Winston Salem, N.C. – New research accepted by the Journal of Molecular Recognition confirms that a revolutionary technology developed at Wake Forest University will slash years off the time it takes to develop drugs – bringing vital new treatments to patients much more quickly.
Lab-on-Bead uses tiny beads studded with "pins" that match a drug to a disease marker in a single step, so researchers can test an infinite number of possibilities for treatments all at once. When Lab-on-Bead makes a match, it has found a viable treatment for a specific disease – speeding up drug discovery by as much as 10,000 times and cutting out years of testing and re-testing in the laboratory.
"It helps the most interesting new drugs work together to stick their heads up above the crowd," said Jed C. Macosko, Ph.D., an associate professor of Physics at Wake Forest and primary inventor of the Lab-on-Bead technology.
Lab-on-Bead screens millions of chemicals simultaneously using plastic beads so small that 1,000 of them would fit across a human hair. Pharmaceutical companies would use the technology to identify treatments and diagnostics for conditions ranging from cancer to Alzheimer's.
One of the targets the research team has focused on is a breast cancer cell called HER2.
"We want to find a molecule that detects that cancer cell," Guthold said. "In that circumstance, you could use Lab-on-Bead as a diagnostic tool."
The North Carolina Biotechnology Center, a private, nonprofit corporation funded by the N.C. General Assembly, provided $75,000 in funding for the project. Harvard University in Boston and Université de Strasbourg in Strasbourg, France, are providing the chemicals being screened in the Lab-on-Bead process.
"There are an infinite number of possibilities for combining carbon, nitrogen, hydrogen and other elements into different shapes that interact differently in the cells," Macosko said. "Those shapes could block cancer – they could block all kinds of things.

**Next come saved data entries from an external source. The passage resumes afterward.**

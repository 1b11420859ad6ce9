//! Per-document state machine and the run ledger
//!
//! Every submitted document moves strictly forward through
//! `Pending → Fetched → Extracted → Annotated → Resolved → Written → Done`
//! or ends in `Failed`. The ledger is the single record of where each
//! document is, and the run summary is computed from it.

use std::collections::{BTreeMap, HashMap};
use std::sync::{Mutex, MutexGuard};

use harvest_core::{ErrorClass, HarvestError, Source, Stage, Submission};
use serde::{Deserialize, Serialize};
use uuid::Uuid;

use crate::summary::{DeadLetter, RunSummary};

// ============================================================================
// Document state
// ============================================================================

#[derive(Debug, Clone, PartialEq, Eq, Serialize, Deserialize)]
#[serde(tag = "state", rename_all = "snake_case")]
pub enum DocumentState {
    Pending,
    Fetched,
    Extracted,
    Annotated,
    Resolved,
    Written,
    Done,
    Failed {
        stage: Stage,
        class: ErrorClass,
        reason: String,
    },
}

impl DocumentState {
    pub fn name(&self) -> &'static str {
        match self {
            Self::Pending => "Pending",
            Self::Fetched => "Fetched",
            Self::Extracted => "Extracted",
            Self::Annotated => "Annotated",
            Self::Resolved => "Resolved",
            Self::Written => "Written",
            Self::Done => "Done",
            Self::Failed { .. } => "Failed",
        }
    }

    /// The only state `advance` accepts from here
    pub fn successor(&self) -> Option<DocumentState> {
        match self {
            Self::Pending => Some(Self::Fetched),
            Self::Fetched => Some(Self::Extracted),
            Self::Extracted => Some(Self::Annotated),
            Self::Annotated => Some(Self::Resolved),
            Self::Resolved => Some(Self::Written),
            Self::Written => Some(Self::Done),
            Self::Done | Self::Failed { .. } => None,
        }
    }

    pub fn is_terminal(&self) -> bool {
        matches!(self, Self::Done | Self::Failed { .. })
    }

    /// Stage a document in this state is waiting for or running
    pub fn pending_stage(&self) -> Stage {
        match self {
            Self::Pending => Stage::Fetcher,
            Self::Fetched => Stage::Extractor,
            Self::Extracted => Stage::Annotator,
            Self::Annotated => Stage::Resolver,
            Self::Resolved | Self::Written | Self::Done => Stage::GraphWriter,
            Self::Failed { stage, .. } => *stage,
        }
    }

    /// Move to `next`, which must be the immediate successor
    pub fn advance(&mut self, next: DocumentState) -> Result<(), HarvestError> {
        if self.successor().as_ref() != Some(&next) {
            return Err(self.invalid(next.name()));
        }
        *self = next;
        Ok(())
    }

    /// Move to `Failed`; allowed from every non-terminal state
    pub fn fail(
        &mut self,
        stage: Stage,
        class: ErrorClass,
        reason: impl Into<String>,
    ) -> Result<(), HarvestError> {
        if self.is_terminal() {
            return Err(self.invalid("Failed"));
        }
        *self = Self::Failed {
            stage,
            class,
            reason: reason.into(),
        };
        Ok(())
    }

    fn invalid(&self, to: &str) -> HarvestError {
        HarvestError::InvalidTransition {
            from: self.name().to_string(),
            to: to.to_string(),
        }
    }
}

impl std::fmt::Display for DocumentState {
    fn fmt(&self, f: &mut std::fmt::Formatter<'_>) -> std::fmt::Result {
        match self {
            Self::Failed {
                stage,
                class,
                reason,
            } => write!(f, "Failed({stage}, {class}: {reason})"),
            other => write!(f, "{}", other.name()),
        }
    }
}

// ============================================================================
// Run ledger
// ============================================================================

#[derive(Debug, Clone)]
struct Entry {
    source: Source,
    state: DocumentState,
    /// Attempts per stage, for dead letters
    attempts: BTreeMap<Stage, u32>,
}

/// All documents of one run and their states
#[derive(Debug, Default)]
pub struct RunLedger {
    entries: Mutex<HashMap<Uuid, Entry>>,
    /// Submission order, so summaries list documents deterministically
    order: Mutex<Vec<Uuid>>,
}

fn lock<T>(mutex: &Mutex<T>) -> MutexGuard<'_, T> {
    mutex.lock().unwrap_or_else(|poisoned| poisoned.into_inner())
}

impl RunLedger {
    pub fn new() -> Self {
        Self::default()
    }

    pub fn register(&self, submission: &Submission) {
        let mut entries = lock(&self.entries);
        if entries.contains_key(&submission.id) {
            return;
        }
        entries.insert(
            submission.id,
            Entry {
                source: submission.source.clone(),
                state: DocumentState::Pending,
                attempts: BTreeMap::new(),
            },
        );
        lock(&self.order).push(submission.id);
    }

    pub fn len(&self) -> usize {
        lock(&self.order).len()
    }

    pub fn is_empty(&self) -> bool {
        self.len() == 0
    }

    pub fn state(&self, document_id: &Uuid) -> Option<DocumentState> {
        lock(&self.entries).get(document_id).map(|e| e.state.clone())
    }

    /// Advance a document to `next`
    pub fn advance(&self, document_id: &Uuid, next: DocumentState) -> Result<(), HarvestError> {
        let mut entries = lock(&self.entries);
        let entry = entries
            .get_mut(document_id)
            .ok_or_else(|| HarvestError::InvalidInput(format!("unknown document {document_id}")))?;
        entry.state.advance(next)
    }

    pub fn record_attempts(&self, document_id: &Uuid, stage: Stage, attempts: u32) {
        if let Some(entry) = lock(&self.entries).get_mut(document_id) {
            entry.attempts.insert(stage, attempts);
        }
    }

    /// Fail a document; a document that already reached a terminal state
    /// keeps it
    pub fn fail(
        &self,
        document_id: &Uuid,
        stage: Stage,
        class: ErrorClass,
        reason: impl Into<String>,
    ) -> Result<(), HarvestError> {
        let mut entries = lock(&self.entries);
        let entry = entries
            .get_mut(document_id)
            .ok_or_else(|| HarvestError::InvalidInput(format!("unknown document {document_id}")))?;
        entry.state.fail(stage, class, reason)
    }

    /// Documents currently in `state`
    pub fn in_state(&self, state: &DocumentState) -> Vec<Uuid> {
        let entries = lock(&self.entries);
        lock(&self.order)
            .iter()
            .filter(|id| entries.get(id).is_some_and(|e| &e.state == state))
            .copied()
            .collect()
    }

    /// Fail every document that has not reached a terminal state
    pub fn close(&self, class: ErrorClass, reason: &str) -> usize {
        let mut entries = lock(&self.entries);
        let mut closed = 0;
        for entry in entries.values_mut() {
            if entry.state.is_terminal() {
                continue;
            }
            let stage = entry.state.pending_stage();
            if entry.state.fail(stage, class, reason).is_ok() {
                closed += 1;
            }
        }
        closed
    }

    /// Summarise the run; every document lands in exactly one bucket
    pub fn summary(&self, cancelled: bool, elapsed_ms: u64) -> RunSummary {
        let entries = lock(&self.entries);
        let order = lock(&self.order);

        let mut summary = RunSummary {
            documents_submitted: order.len(),
            cancelled,
            elapsed_ms,
            ..RunSummary::default()
        };

        for id in order.iter() {
            let Some(entry) = entries.get(id) else {
                continue;
            };
            match &entry.state {
                DocumentState::Done => summary.documents_processed += 1,
                DocumentState::Failed {
                    class: ErrorClass::Cancelled,
                    ..
                } => summary.documents_cancelled += 1,
                DocumentState::Failed {
                    stage,
                    class,
                    reason,
                } => {
                    *summary.documents_failed.entry(*stage).or_insert(0) += 1;
                    summary.dead_letters.push(DeadLetter {
                        document_id: *id,
                        source: entry.source.locator(),
                        stage: *stage,
                        class: *class,
                        reason: reason.clone(),
                        attempts: entry.attempts.get(stage).copied().unwrap_or(0),
                    });
                }
                // Unreachable after close(); counted as in-flight cancellations
                _ => summary.documents_cancelled += 1,
            }
        }

        summary
    }
}

#[cfg(test)]
mod tests {
    use super::*;

    #[test]
    fn test_states_advance_in_order() {
        let mut state = DocumentState::Pending;
        for next in [
            DocumentState::Fetched,
            DocumentState::Extracted,
            DocumentState::Annotated,
            DocumentState::Resolved,
            DocumentState::Written,
            DocumentState::Done,
        ] {
            state.advance(next.clone()).unwrap();
            assert_eq!(state, next);
        }
        assert!(state.is_terminal());
    }

    #[test]
    fn test_skipping_a_stage_is_rejected() {
        let mut state = DocumentState::Fetched;
        let err = state.advance(DocumentState::Annotated).unwrap_err();
        assert!(matches!(err, HarvestError::InvalidTransition { .. }));
        assert_eq!(state, DocumentState::Fetched);

        assert!(state.advance(DocumentState::Pending).is_err());
    }

    #[test]
    fn test_terminal_states_reject_everything() {
        let mut done = DocumentState::Done;
        assert!(done.advance(DocumentState::Pending).is_err());
        assert!(done.fail(Stage::Fetcher, ErrorClass::InputError, "late").is_err());

        let mut failed = DocumentState::Pending;
        failed
            .fail(Stage::Fetcher, ErrorClass::TransientIO, "timeout")
            .unwrap();
        assert!(failed.advance(DocumentState::Fetched).is_err());
        assert!(failed.fail(Stage::Annotator, ErrorClass::ToolingError, "x").is_err());
        assert_eq!(failed.pending_stage(), Stage::Fetcher);
    }

    #[test]
    fn test_ledger_summary_buckets() {
        let ledger = RunLedger::new();
        let subs: Vec<Submission> = (0..4)
            .map(|i| Submission::new(Source::raw(format!("doc{i}"), "text")))
            .collect();
        for sub in &subs {
            ledger.register(sub);
        }

        let done = &subs[0].id;
        for next in [
            DocumentState::Fetched,
            DocumentState::Extracted,
            DocumentState::Annotated,
            DocumentState::Resolved,
            DocumentState::Written,
            DocumentState::Done,
        ] {
            ledger.advance(done, next).unwrap();
        }

        ledger.record_attempts(&subs[1].id, Stage::Fetcher, 4);
        ledger
            .fail(&subs[1].id, Stage::Fetcher, ErrorClass::TransientIO, "timed out")
            .unwrap();
        ledger.advance(&subs[2].id, DocumentState::Fetched).unwrap();

        assert_eq!(ledger.close(ErrorClass::Cancelled, "run cancelled"), 2);
        assert_eq!(
            ledger.state(&subs[2].id),
            Some(DocumentState::Failed {
                stage: Stage::Extractor,
                class: ErrorClass::Cancelled,
                reason: "run cancelled".into(),
            })
        );

        let summary = ledger.summary(true, 5);
        assert_eq!(summary.documents_submitted, 4);
        assert_eq!(summary.documents_processed, 1);
        assert_eq!(summary.documents_cancelled, 2);
        assert_eq!(summary.documents_failed.get(&Stage::Fetcher), Some(&1));
        assert_eq!(summary.dead_letters.len(), 1);
        assert_eq!(summary.dead_letters[0].attempts, 4);
        assert_eq!(summary.dead_letters[0].source, "raw:doc1");
    }
}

"If there's some cure to a disease or way to diagnose it, we're going to find it faster." ###
The Journal of Molecular Recognition is the peer-reviewed publication of the International Society of Molecular Recognition. The Lab-on-Bead study will be in the September/October issue; it appears online in advance of publication. Co-authors of the study include Natalie R. Gassman, J. Patrick Nelli, Samrat Dutta, Adam Kuhn and Keith Bonin, all of Wake Forest; and Zbigniew Pianowski and Nicolas Winssinger, of Université de Strasbourg.